Standing out at the bus stop in the evening on a cold winter day, I caught a glimpse of the sunset just behind the building in front of me.  The bus was not in sight, so I walked hurriedly up the sidewalk away to catch a glimpse of the sun setting.  It was a ball of red and orange, sinking behind the horizon covered with a white blanket of snow, reflecting pink off the fluffy white snow clouds above.  It filled me with peace on the cold, still, winter evening.

And it occurred to me.  This is how the Gospel is supposed to be.  Once you catch a whiff of the real thing, you will step out of life for a minute and walk towards it.  The more you do this, the brighter it glows and the more inviting and vibrant it seems.  It warms your life from the inside with a beauty so wild and so subversive, you cannot contain it within yourself, and you exude it from your person. And so others catch a glimpse.

The Gospel is the proclamation of REDEMPTION preached by Jesus and his apostles. The word Gospel literally means “good news.”  It is a message of hope, preached to a downtrodden minority of the Jewish sacrificial system: those who could not keep up with the burdens of sacrifice and outward signs of piety required by the Pharisees and Sadducees of Jesus’s day.  Jesus said, “They tie up heavy, cumbersome loads on other people’s shoulders, but they themselves are not willing to lift a finger to move them.” (Matt 23). The redemption in the message is God’s ability to bring good out of bad.  For instance, he has redeemed my illness by turning it into a platform to help other people suffering with similar conditions. Redemption literally turns the bad situations of life into bright shining rays of hope for all people. It turns things seen as weaknesses (in men’s eyes), to strengths (in God’s eyes). And this good news is subversive.  It was targeted to the disenfranchised, lower echelon, un-churched “sinners” of the Jewish system.  Later it came to the outsiders: first to women, then the Samaritans who were Jewish half-breeds - hated by the Jews, and later to the frowned-upon gentiles who were excluded from the Jewish religion. And then on to the known world: to the disenfranchised and downtrodden throughout the Earth. 

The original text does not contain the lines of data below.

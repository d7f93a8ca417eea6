use crate::cli::CliContext;
use crate::constants;
use crate::core::index::DirectoryIndex;
use crate::models::node::{NodeKind, StoreNode};
use anyhow::{bail, Context, Result};
use clap::Args;
use comfy_table::{presets::UTF8_FULL, Attribute, Cell, Table};
use serde::Serialize;

#[derive(Args, Debug)]
pub struct LsArgs {
    /// Folder to list (default: store root)
    #[arg(default_value = "")]
    pub dir: String,

    /// Output format: table|json
    #[arg(long, default_value = "table")]
    pub format: String,
}

#[derive(Args, Debug)]
pub struct TreeArgs {
    /// Output format: text|json
    #[arg(long, default_value = "text")]
    pub format: String,
}

#[derive(Args, Debug)]
pub struct FindArgs {
    /// Search term (at least 3 characters; shorter terms list everything)
    pub term: String,
}

#[derive(Serialize)]
struct LsItem {
    name: String,
    kind: NodeKind,
}

pub fn run_ls(ctx: &CliContext, args: LsArgs) -> Result<()> {
    if args.format != "table" && args.format != "json" {
        bail!("invalid format: {} (use table|json)", args.format);
    }
    let store = ctx.open_store(false)?;
    let children = store
        .list(&args.dir)
        .with_context(|| format!("list '{}'", args.dir))?;

    let mut items = Vec::new();
    for child in children.iter()? {
        let child = child?;
        items.push(LsItem {
            name: child.name,
            kind: child.kind,
        });
    }
    items.sort_by(|a, b| {
        (a.kind == NodeKind::Leaf, &a.name).cmp(&(b.kind == NodeKind::Leaf, &b.name))
    });

    if args.format == "json" {
        let json = serde_json::to_string_pretty(&items).context("serialize list")?;
        println!("{}", json);
        return Ok(());
    }

    if items.is_empty() {
        println!("No entries found");
        return Ok(());
    }

    let mut table = Table::new();
    table.load_preset(UTF8_FULL);
    table.set_header(vec![
        Cell::new("Name").add_attribute(Attribute::Bold),
        Cell::new("Type").add_attribute(Attribute::Bold),
    ]);
    for item in items {
        let kind = match item.kind {
            NodeKind::Branch => "folder",
            NodeKind::Leaf => "entry",
        };
        table.add_row(vec![item.name, kind.to_string()]);
    }
    println!("{}", table);
    Ok(())
}

pub fn run_tree(ctx: &CliContext, args: TreeArgs) -> Result<()> {
    if args.format != "text" && args.format != "json" {
        bail!("invalid format: {} (use text|json)", args.format);
    }
    let index = build_index(ctx)?;
    if args.format == "json" {
        let json = serde_json::to_string_pretty(&index.tree).context("serialize tree")?;
        println!("{}", json);
        return Ok(());
    }
    let mut out = String::new();
    render_tree(&index.tree, "", &mut out);
    print!("{}", out);
    println!("{} entries", index.len());
    Ok(())
}

pub fn run_find(ctx: &CliContext, args: FindArgs) -> Result<()> {
    let index = build_index(ctx)?;
    let results = match index.search(&args.term) {
        Some(results) => results,
        None => {
            eprintln!(
                "note: search needs {} or more characters, listing everything",
                constants::MIN_SEARCH_LEN
            );
            index.flat.clone()
        }
    };
    if results.is_empty() {
        println!("No matches");
    }
    for leaf in results {
        println!("{}", leaf.name);
    }
    Ok(())
}

fn build_index(ctx: &CliContext) -> Result<DirectoryIndex> {
    let cfg = ctx.store_config(false)?;
    DirectoryIndex::build(&cfg.store_root, &cfg.suffix)
        .with_context(|| format!("index store {}", cfg.store_root.display()))
}

fn render_tree(nodes: &[StoreNode], prefix: &str, out: &mut String) {
    for (i, node) in nodes.iter().enumerate() {
        let last = i + 1 == nodes.len();
        let (branch, indent) = if last {
            ("└── ", "    ")
        } else {
            ("├── ", "│   ")
        };
        out.push_str(prefix);
        out.push_str(branch);
        out.push_str(node.label());
        if let StoreNode::Branch(b) = node {
            out.push_str("/\n");
            render_tree(&b.children, &format!("{}{}", prefix, indent), out);
        } else {
            out.push('\n');
        }
    }
}
//! Asymmetric encryption service consumed by the store.

use crate::util::command::CommandError;
use std::path::Path;
use zeroize::Zeroizing;

#[derive(Debug, thiserror::Error)]
pub enum CryptoError {
    #[error(transparent)]
    Tool(#[from] CommandError),
    #[error("cannot prepare key material: {0}")]
    Setup(#[source] std::io::Error),
    #[error("{0}")]
    Rejected(String),
}

/// Encrypts entry bodies for a public key and decrypts them with the matching
/// private key. Implementations must not log or persist plaintext.
pub trait CryptoProvider {
    fn encrypt(&self, public_key: &Path, plaintext: &[u8]) -> Result<Vec<u8>, CryptoError>;

    fn decrypt(
        &self,
        ciphertext: &[u8],
        private_key: &Path,
        passphrase: &str,
        public_key: &Path,
    ) -> Result<Zeroizing<Vec<u8>>, CryptoError>;
}

impl<T: CryptoProvider + ?Sized> CryptoProvider for Box<T> {
    fn encrypt(&self, public_key: &Path, plaintext: &[u8]) -> Result<Vec<u8>, CryptoError> {
        (**self).encrypt(public_key, plaintext)
    }

    fn decrypt(
        &self,
        ciphertext: &[u8],
        private_key: &Path,
        passphrase: &str,
        public_key: &Path,
    ) -> Result<Zeroizing<Vec<u8>>, CryptoError> {
        (**self).decrypt(ciphertext, private_key, passphrase, public_key)
    }
}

Any time the gospel is codified and adopted by the powers in control, it becomes perverted.  And anytime it is used to keep people outside of the kingdom, it is antithetical to Jesus’ vision. 

We see this in the story of Christianity after the 4th century - in the centuries after it was implemented as the state religion by Constantine.  As soon as it was adopted by those in power, it was abused and misused.  The original conversion may have been genuine, but implemented as a system of control, it was soon antithetical to the teachings of Jesus because it was used to oppress. Oppressing and excluding the downtrodden and walling God off from them by placing obstacles in their way is the opposite of Jesus’s path.  Back full circle to the Pharisees.  And we see, by the rise and (thankfully) the quick fall of the well-intentioned, but flawed religious right in American politics, that Christianity cannot be used by those in power to exert their will over others.  It is a corruption of all that Jesus stood for.  

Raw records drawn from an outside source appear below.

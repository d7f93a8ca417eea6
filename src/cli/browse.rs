//! Interactive navigation over the store, backed by the store worker.

use crate::cli::entry::entry_table;
use crate::cli::CliContext;
use crate::core::index::{DirectoryIndex, Navigator};
use crate::core::worker::StoreWorker;
use crate::models::node::{Leaf, StoreNode};
use anyhow::{bail, Context, Result};
use clap::Args;
use dialoguer::{Confirm, Input, Select};

#[derive(Args, Debug)]
pub struct BrowseArgs {
    /// Start with this search term instead of the top folder
    #[arg(long)]
    pub search: Option<String>,
}

#[derive(Debug, Clone, Copy, PartialEq, Eq)]
enum Action {
    Open(usize),
    Search,
    Back,
    Sync,
    Quit,
}

fn menu(nav: &Navigator) -> (Vec<String>, Vec<Action>) {
    let mut labels = Vec::new();
    let mut actions = Vec::new();
    for (i, node) in nav.view().iter().enumerate() {
        labels.push(match node {
            StoreNode::Branch(b) => format!("{}/", b.name),
            StoreNode::Leaf(l) => l.name.clone(),
        });
        actions.push(Action::Open(i));
    }
    labels.push("[search]".into());
    actions.push(Action::Search);
    if nav.depth() > 0 {
        labels.push("[back]".into());
        actions.push(Action::Back);
    }
    labels.push("[sync]".into());
    actions.push(Action::Sync);
    labels.push("[quit]".into());
    actions.push(Action::Quit);
    (labels, actions)
}

pub fn run(ctx: &CliContext, args: BrowseArgs) -> Result<()> {
    if ctx.non_interactive {
        bail!("browse is interactive; use ls, find or show instead");
    }
    let store = ctx.open_store(true)?;
    let sync = ctx.sync_coordinator(store.config());
    let worker = StoreWorker::spawn(store, sync)?;

    let mut index = worker.index().wait().context("index store")?;
    let mut nav = Navigator::new(index.tree.clone());
    if let Some(term) = &args.search {
        nav.search(term, &index.flat);
    }

    loop {
        let (labels, actions) = menu(&nav);
        let choice = Select::new()
            .with_prompt("passbook")
            .items(&labels)
            .default(0)
            .interact_opt()
            .context("read selection")?;
        let action = match choice.and_then(|i| actions.get(i).copied()) {
            Some(action) => action,
            // Escape goes up a level, or leaves at the top.
            None if nav.depth() > 0 => Action::Back,
            None => Action::Quit,
        };

        match action {
            Action::Open(i) => {
                if let Some(leaf) = nav.enter(i) {
                    if show_leaf(ctx, &worker, leaf)? {
                        index = refresh(&worker)?;
                        nav.reset(index.tree.clone());
                    }
                }
            }
            Action::Search => {
                let term: String = Input::new()
                    .with_prompt("Search (empty to go back)")
                    .allow_empty(true)
                    .interact_text()
                    .context("read search term")?;
                nav.search(term.trim(), &index.flat);
            }
            Action::Back => {
                nav.back();
            }
            Action::Sync => {
                let _lock = ctx.lock()?;
                match worker.sync().wait() {
                    Ok(session) if session.offline => println!("Offline: remote skipped"),
                    Ok(_) => println!("Synced"),
                    Err(e) => eprintln!("sync failed: {}", e),
                }
                // The worker rebuilds its index even when offline.
                index = refresh(&worker)?;
                nav.reset(index.tree.clone());
            }
            Action::Quit => break,
        }
    }
    Ok(())
}

fn refresh(worker: &StoreWorker) -> Result<DirectoryIndex> {
    worker.index().wait().context("refresh index")
}

/// Show one entry. Returns true when it was deleted.
fn show_leaf(ctx: &CliContext, worker: &StoreWorker, leaf: Leaf) -> Result<bool> {
    let entry = match worker.read(leaf.clone()).wait() {
        Ok(entry) => entry,
        Err(e) if e.is_not_found() => {
            eprintln!("{} no longer exists", leaf.name);
            return Ok(true);
        }
        Err(e) => {
            eprintln!("cannot read {}: {}", leaf.name, e);
            return Ok(false);
        }
    };
    let mut reveal = false;
    loop {
        println!("{}", entry_table(&entry, reveal));
        let toggle = if reveal { "Hide password" } else { "Reveal password" };
        let choice = Select::new()
            .with_prompt(leaf.name.as_str())
            .items(&[toggle, "Delete", "Back"])
            .default(2)
            .interact_opt()
            .context("read selection")?;
        match choice {
            Some(0) => reveal = !reveal,
            Some(1) => {
                let confirmed = Confirm::new()
                    .with_prompt(format!("Delete {}?", leaf.name))
                    .default(false)
                    .interact()
                    .context("read confirmation")?;
                if confirmed {
                    let _lock = ctx.lock()?;
                    worker
                        .delete(leaf.clone())
                        .wait()
                        .with_context(|| format!("delete entry '{}'", leaf.name))?;
                    println!("Deleted {}", leaf.name);
                    return Ok(true);
                }
            }
            _ => return Ok(false),
        }
    }
}

#[cfg(test)]
mod tests {
    use super::*;
    use crate::models::node::Branch;
    use std::path::PathBuf;

    #[test]
    fn test_menu_lists_nodes_then_actions() {
        let nav = Navigator::new(vec![
            StoreNode::Branch(Branch {
                name: "work".into(),
                path: PathBuf::from("/s/work"),
                children: Vec::new(),
            }),
            StoreNode::Leaf(Leaf::new("github", "/s/github.gpg")),
        ]);
        let (labels, actions) = menu(&nav);
        assert_eq!(labels, vec!["work/", "github", "[search]", "[sync]", "[quit]"]);
        assert_eq!(actions[1], Action::Open(1));
    }

    #[test]
    fn test_menu_offers_back_below_top() {
        let mut nav = Navigator::new(vec![StoreNode::Branch(Branch {
            name: "work".into(),
            path: PathBuf::from("/s/work"),
            children: Vec::new(),
        })]);
        nav.enter(0);
        let (labels, actions) = menu(&nav);
        assert!(labels.contains(&"[back]".to_string()));
        assert!(actions.contains(&Action::Back));
    }
}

No, the Gospel is good news.  It is good news for women, good news for minorities, good news for creation, good news for Gay people, good news for those suffering from illness, depression, schizophrenia, AIDS, for those down on their luck, for those stuck in addiction, for those stuck in their lives. Good news for those who know there is something more to life. Good news for oppressed Muslims, good news for the Dalit in India, good news for pretty much the entire continent of Africa, and good news for the secret persecuted house churches in China. It says you can be whole, you can be content with what you have, and God can give you wisdom and overcome your flaws and addictions and failings and human limitations - when you join your will with his and take on his way of life. And then you can have a hand in changing the world from isolation to community, from desolation to life, from disinterest and self-loathing to love. Love of yourself, love for others, and love for God’s beautiful, perfect creation.

It is burning in pockets the world over. “Come and see,” as Jesus was fond of saying.  If you catch a glimpse of the real thing, you will never be the same.